The effects of staged static cervical flexion-distraction deformities on the patency of the vertebral arterial vasculature

Study Design. Thirty-five fresh frozen cervical spine specimens underwent vertebral artery cannulization and angiography to determine the static influence of the four stages of subaxial flexion-distraction injuries as described by Allen et al on vertebral artery patency. Objectives. To evaluate the degree of vertebral vessel deformation and potential injury in staged static flexion-distraction deformities of the cervical spine. Summary and Background Data. Asymptomatic vertebral artery injury is found in up to 19% of all patients who incur trauma to the lower cervical spine. This incidence increases in flexion-distraction deformities, it is unclear as to the individual contributions of various force loads and resultant deformity on the etiology of these injuries. Results. No significant deformation in vertebral artery flow was noted in the flexion-distraction Stage I injuries within the physiologic range of cervical flexion. Flexion-distraction Type II and III injuries (unilateral and bilateral facet dislocations, respectively) demonstrated considerable im pairment to vertebral artery dye flow in proportion to the degree of vertebral deformity. Manipulating the dislocated vertebral segments into a localized lordosis (flexion-distraction Stage II) further impaired vertebral vessel patency. Coexistent rupture of the vertebral radicular vessels was a constant finding in Stage II and III injuries.

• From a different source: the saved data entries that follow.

use async_trait::async_trait;

use crate::modules::catalog::domain::{Category, Genre, TitleDetail, TitleSummary};
use crate::shared::errors::AppResult;

/// Port (interface) for the external movies catalog
/// Infrastructure provides the implementation (TMDB today)
#[async_trait]
pub trait CatalogProvider: Send + Sync {
    /// First page of one of the fixed lists
    async fn list_by_category(&self, category: Category) -> AppResult<Vec<TitleSummary>>;

    /// Keyword search; callers never pass an empty keyword
    async fn search(&self, keyword: &str) -> AppResult<Vec<TitleSummary>>;

    /// Titles tagged with a genre, most popular first
    async fn list_by_genre(&self, genre_id: u32) -> AppResult<Vec<TitleSummary>>;

    /// Full detail with trailer and recommendations; `None` when the id is unknown
    async fn get_detail(&self, id: u32) -> AppResult<Option<TitleDetail>>;

    /// Genre vocabulary for the genre picker
    async fn list_genres(&self) -> AppResult<Vec<Genre>>;
}
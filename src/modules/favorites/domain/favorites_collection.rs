use super::favorite_item::FavoriteItem;
use serde::{Deserialize, Serialize};
use std::collections::HashSet;

/// What a toggle did
#[derive(Debug, Clone, Copy, PartialEq, Eq)]
pub enum Toggle {
    Added,
    Removed,
}

/// Favorited titles in insertion order, unique by `id`
#[derive(Debug, Clone, PartialEq, Eq, Default, Serialize, Deserialize)]
#[serde(from = "Vec<FavoriteItem>", into = "Vec<FavoriteItem>")]
pub struct FavoritesCollection {
    items: Vec<FavoriteItem>,
}

impl FavoritesCollection {
    pub fn new() -> Self {
        Self::default()
    }

    pub fn contains(&self, id: u32) -> bool {
        self.items.iter().any(|item| item.id == id)
    }

    pub fn get(&self, id: u32) -> Option<&FavoriteItem> {
        self.items.iter().find(|item| item.id == id)
    }

    /// Remove `item.id` if present, otherwise append the snapshot
    pub fn toggle(&mut self, item: FavoriteItem) -> Toggle {
        let before = self.items.len();
        self.items.retain(|existing| existing.id != item.id);
        if self.items.len() < before {
            Toggle::Removed
        } else {
            self.items.push(item);
            Toggle::Added
        }
    }

    /// Non-mutating toggle
    pub fn toggled(&self, item: FavoriteItem) -> (Self, Toggle) {
        let mut next = self.clone();
        let outcome = next.toggle(item);
        (next, outcome)
    }

    pub fn items(&self) -> &[FavoriteItem] {
        &self.items
    }

    pub fn ids(&self) -> Vec<u32> {
        self.items.iter().map(|item| item.id).collect()
    }

    pub fn len(&self) -> usize {
        self.items.len()
    }

    pub fn is_empty(&self) -> bool {
        self.items.is_empty()
    }
}

impl From<Vec<FavoriteItem>> for FavoritesCollection {
    /// Later duplicates of an id are dropped so the collection stays keyed
    fn from(items: Vec<FavoriteItem>) -> Self {
        let mut seen = HashSet::new();
        let items = items
            .into_iter()
            .filter(|item| seen.insert(item.id))
            .collect();
        Self { items }
    }
}

impl From<FavoritesCollection> for Vec<FavoriteItem> {
    fn from(collection: FavoritesCollection) -> Self {
        collection.items
    }
}

impl<'a> IntoIterator for &'a FavoritesCollection {
    type Item = &'a FavoriteItem;
    type IntoIter = std::slice::Iter<'a, FavoriteItem>;

    fn into_iter(self) -> Self::IntoIter {
        self.items.iter()
    }
}

#[cfg(test)]
mod tests {
    use super::*;

    fn item(id: u32) -> FavoriteItem {
        FavoriteItem {
            id,
            title: format!("Movie {}", id),
            image: "/placeholder.jpg".to_string(),
            rating: 50,
            release_date: "Unknown".to_string(),
        }
    }

    #[test]
    fn test_toggle_adds_then_removes() {
        let mut favorites = FavoritesCollection::new();
        assert_eq!(favorites.toggle(item(1)), Toggle::Added);
        assert!(favorites.contains(1));
        assert_eq!(favorites.toggle(item(1)), Toggle::Removed);
        assert!(!favorites.contains(1));
        assert!(favorites.is_empty());
    }

    #[test]
    fn test_double_toggle_restores_membership() {
        let original = FavoritesCollection::from(vec![item(1), item(2), item(3)]);
        for id in [2, 9] {
            let (once, _) = original.toggled(item(id));
            let (twice, _) = once.toggled(item(id));

            let mut before = original.ids();
            let mut after = twice.ids();
            before.sort_unstable();
            after.sort_unstable();
            assert_eq!(before, after);
        }
    }

    #[test]
    fn test_removal_matches_by_id_not_snapshot() {
        let mut favorites = FavoritesCollection::from(vec![item(1)]);
        let mut changed = item(1);
        changed.title = "Renamed upstream".to_string();
        changed.rating = 99;

        assert_eq!(favorites.toggle(changed), Toggle::Removed);
        assert!(favorites.is_empty());
    }

    #[test]
    fn test_from_vec_drops_duplicate_ids() {
        let mut dup = item(1);
        dup.title = "Duplicate".to_string();
        let favorites = FavoritesCollection::from(vec![item(1), item(2), dup]);

        assert_eq!(favorites.ids(), vec![1, 2]);
        assert_eq!(favorites.get(1).unwrap().title, "Movie 1");
    }

    #[test]
    fn test_serializes_as_plain_array() {
        let favorites = FavoritesCollection::from(vec![item(1)]);
        let json = serde_json::to_string(&favorites).unwrap();
        assert!(json.starts_with('['));

        let back: FavoritesCollection = serde_json::from_str(&json).unwrap();
        assert_eq!(back, favorites);
    }
}
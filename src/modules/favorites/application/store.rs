use crate::modules::favorites::domain::{FavoriteItem, FavoritesCollection, Toggle};
use crate::shared::storage::KeyValueStorage;
use crate::shared::utils::logger::LogContext;
use crate::{log_debug, log_error, log_warn};
use std::sync::Arc;

/// Storage key holding the serialized favorites array
pub const FAVORITES_KEY: &str = "favorites";

/// Favorites persistence over the key-value port.
///
/// Reads fail soft (anything unreadable is an empty collection) and writes
/// are best effort (failures are logged, never returned).
#[derive(Clone)]
pub struct FavoritesStore {
    storage: Arc<dyn KeyValueStorage>,
    key: String,
}

impl FavoritesStore {
    pub fn new(storage: Arc<dyn KeyValueStorage>) -> Self {
        Self::with_key(storage, FAVORITES_KEY)
    }

    pub fn with_key(storage: Arc<dyn KeyValueStorage>, key: &str) -> Self {
        Self {
            storage,
            key: key.to_string(),
        }
    }

    pub fn key(&self) -> &str {
        &self.key
    }

    /// Read the persisted collection; missing or malformed data reads as empty
    pub fn load(&self) -> FavoritesCollection {
        let raw = match self.storage.get(&self.key) {
            Ok(Some(raw)) => raw,
            Ok(None) => {
                log_debug!("Favorites: nothing stored under '{}'", self.key);
                return FavoritesCollection::new();
            }
            Err(e) => {
                LogContext::degraded("Reading favorites", &e);
                return FavoritesCollection::new();
            }
        };

        match serde_json::from_str::<FavoritesCollection>(&raw) {
            Ok(collection) => {
                log_debug!("Favorites: loaded {} items", collection.len());
                collection
            }
            Err(e) => {
                log_warn!(
                    "Favorites: stored value under '{}' is malformed, starting empty: {}",
                    self.key,
                    e
                );
                FavoritesCollection::new()
            }
        }
    }

    pub fn is_favorite(collection: &FavoritesCollection, id: u32) -> bool {
        collection.contains(id)
    }

    /// Toggle membership and flush the whole new collection
    pub fn toggle(&self, collection: &FavoritesCollection, item: FavoriteItem) -> FavoritesCollection {
        let id = item.id;
        let (next, outcome) = collection.toggled(item);
        match outcome {
            Toggle::Added => log_debug!("Favorites: added {}", id),
            Toggle::Removed => log_debug!("Favorites: removed {}", id),
        }
        self.save(&next);
        next
    }

    /// Overwrite the stored collection. Failures are logged and swallowed; the
    /// caller's in-memory collection stays authoritative.
    pub fn save(&self, collection: &FavoritesCollection) {
        let json = match serde_json::to_string(collection) {
            Ok(json) => json,
            Err(e) => {
                log_error!("Favorites: failed to serialize collection: {}", e);
                return;
            }
        };

        if let Err(e) = self.storage.set(&self.key, &json) {
            log_error!(
                "Favorites: failed to persist {} items under '{}': {}",
                collection.len(),
                self.key,
                e
            );
        }
    }
}
pub mod genre;
pub mod title;
pub mod video;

Longitudinal stretch deformities of the vertebral artery were limited primarily to the injured vertebral segment. Stage IV injuries resulted in irreversible disruption of vertebral dye flow. Conclusion. The static deformity of flexion-distraction Stage II to IV subaxial cervical injuries results in significant objective compression of the vertebral vasculature. The precise contribution of static cervical malalignment related to advanced staged flexion distraction injuries on irreversible vertebral vessel flow disruption is presently uncertain.